Il fascino della notte polare di Murmansk, quando il buio regna ininterrottamente

Svegliarsi col buio. Andare a letto col buio. Non scorgere la luce del sole per tutto il giorno, per svariate settimane. È la notte polare, quel fenomeno naturale che si verifica in inverno sopra il Circolo polare artico

Il sole sorge ogni giorno. Ma non per tutti. Questa regola non vale infatti per gli abitanti di Murmansk, la più grande città del mondo all'interno del Circolo polare artico, che in inverno è avvolta dal buio della notte polare, per via dell'inclinazione dell'asse su cui ruota la Terra.

A Murmansk la totale assenza di luce si registra da inizio dicembre fino a gennaio inoltrato, quando il momento di massima luminosità è al crepuscolo e il sole non compare proprio in cielo.

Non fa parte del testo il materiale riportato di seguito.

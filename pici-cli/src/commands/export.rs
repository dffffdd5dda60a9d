use std::path::PathBuf;

use clap::Args;
use pici::confirm::require;
use pici::{ImageDescriptor, ImageTransfer, SystemRunner};

/// Default output file name in the distribution folder.
const EXPORT_FILE_NAME: &str = "export.img";

const UNMOUNTED_PROMPT: &str =
    "The shared volume has not been mounted, do you want to continue exporting?";

#[derive(Args, Debug)]
pub struct ExportArgs {
    /// Skip the confirmation prompt
    #[arg(short, long)]
    pub yes: bool,

    /// Minimize the image before exporting
    #[arg(short, long)]
    pub shrink: bool,

    /// Image to export (default: the image in the distribution folder)
    #[arg(short, long)]
    pub input: Option<PathBuf>,

    /// Raw output file (default: export.img in the distribution folder)
    #[arg(short, long)]
    pub output: Option<PathBuf>,
}

pub fn execute(args: ExportArgs, global: &crate::cli::GlobalFlags) -> anyhow::Result<()> {
    let layout = global.layout();
    let confirm = super::confirmer(args.yes);
    // An explicit input and output may live outside the volume.
    if let Err(e) = layout.require_volume() {
        tracing::warn!("{}", e);
        require(confirm, UNMOUNTED_PROMPT, Some(true))?;
    }

    let input = args.input.unwrap_or_else(|| layout.image_path());
    let output = args
        .output
        .unwrap_or_else(|| layout.dist_dir().join(EXPORT_FILE_NAME));

    let runner = SystemRunner::new();
    ImageTransfer::new(&runner, confirm).export(
        &ImageDescriptor::qcow2(input),
        &output,
        args.shrink,
    )?;
    println!("{}", output.display());
    Ok(())
}
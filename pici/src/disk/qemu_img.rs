//! Commands for the `qemu-img` tool.
//!
//! Container-level operations only: the partition table and filesystem
//! inside the image are handled by [`super::guestfish`].

use serde::Deserialize;

use pici_shared::ByteSize;
use pici_shared::errors::{PiciError, PiciResult};

use super::ImageDescriptor;
use crate::runner::ToolCommand;

const QEMU_IMG: &str = "qemu-img";

/// Subset of `qemu-img info --output=json`.
#[derive(Debug, Clone, Deserialize)]
#[serde(rename_all = "kebab-case")]
pub struct ImageInfo {
    pub virtual_size: ByteSize,
    pub format: String,
}

/// Equivalent to: `qemu-img info --output=json <image>`
pub fn info(image: &ImageDescriptor) -> ToolCommand {
    ToolCommand::introspect(QEMU_IMG)
        .args(["info", "--output=json"])
        .arg(image.arg())
}

pub fn parse_info(command: &ToolCommand, output: &str) -> PiciResult<ImageInfo> {
    serde_json::from_str(output).map_err(|e| {
        PiciError::unparseable(
            command.command_line(),
            format!("unexpected qemu-img info output: {}", e),
        )
    })
}

/// Grow the container.
///
/// Equivalent to: `qemu-img resize -f qcow2 <image> <bytes>`
pub fn resize(image: &ImageDescriptor, size: ByteSize) -> ToolCommand {
    ToolCommand::mutate(QEMU_IMG)
        .args(["resize", "-f", image.format().as_str()])
        .arg(image.arg())
        .arg(size.as_u64().to_string())
}

/// Shrink the container, discarding everything past `size`.
///
/// Equivalent to: `qemu-img resize --shrink -f qcow2 <image> <bytes>`
pub fn shrink(image: &ImageDescriptor, size: ByteSize) -> ToolCommand {
    ToolCommand::mutate(QEMU_IMG)
        .args(["resize", "--shrink", "-f", image.format().as_str()])
        .arg(image.arg())
        .arg(size.as_u64().to_string())
}

/// Convert between container formats.
///
/// Equivalent to: `qemu-img convert -p -f <src fmt> -O <dst fmt> <src> <dst>`
pub fn convert(src: &ImageDescriptor, dst: &ImageDescriptor) -> ToolCommand {
    ToolCommand::mutate(QEMU_IMG)
        .args(["convert", "-p", "-f", src.format().as_str()])
        .args(["-O", dst.format().as_str()])
        .arg(src.arg())
        .arg(dst.arg())
        .streaming()
}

In Russia il numero di città oltre il Circolo polare artico tocca quasi la trentina. Il più grande centro abitato di quelle zone è per l'appunto Murmansk, dove vivono 307.000 persone. In questa zona l’anno si divide tra notte polare e sole di mezzanotte, quando il sole non va oltre l’orizzonte e per giorni interi vaga nel cielo senza meta.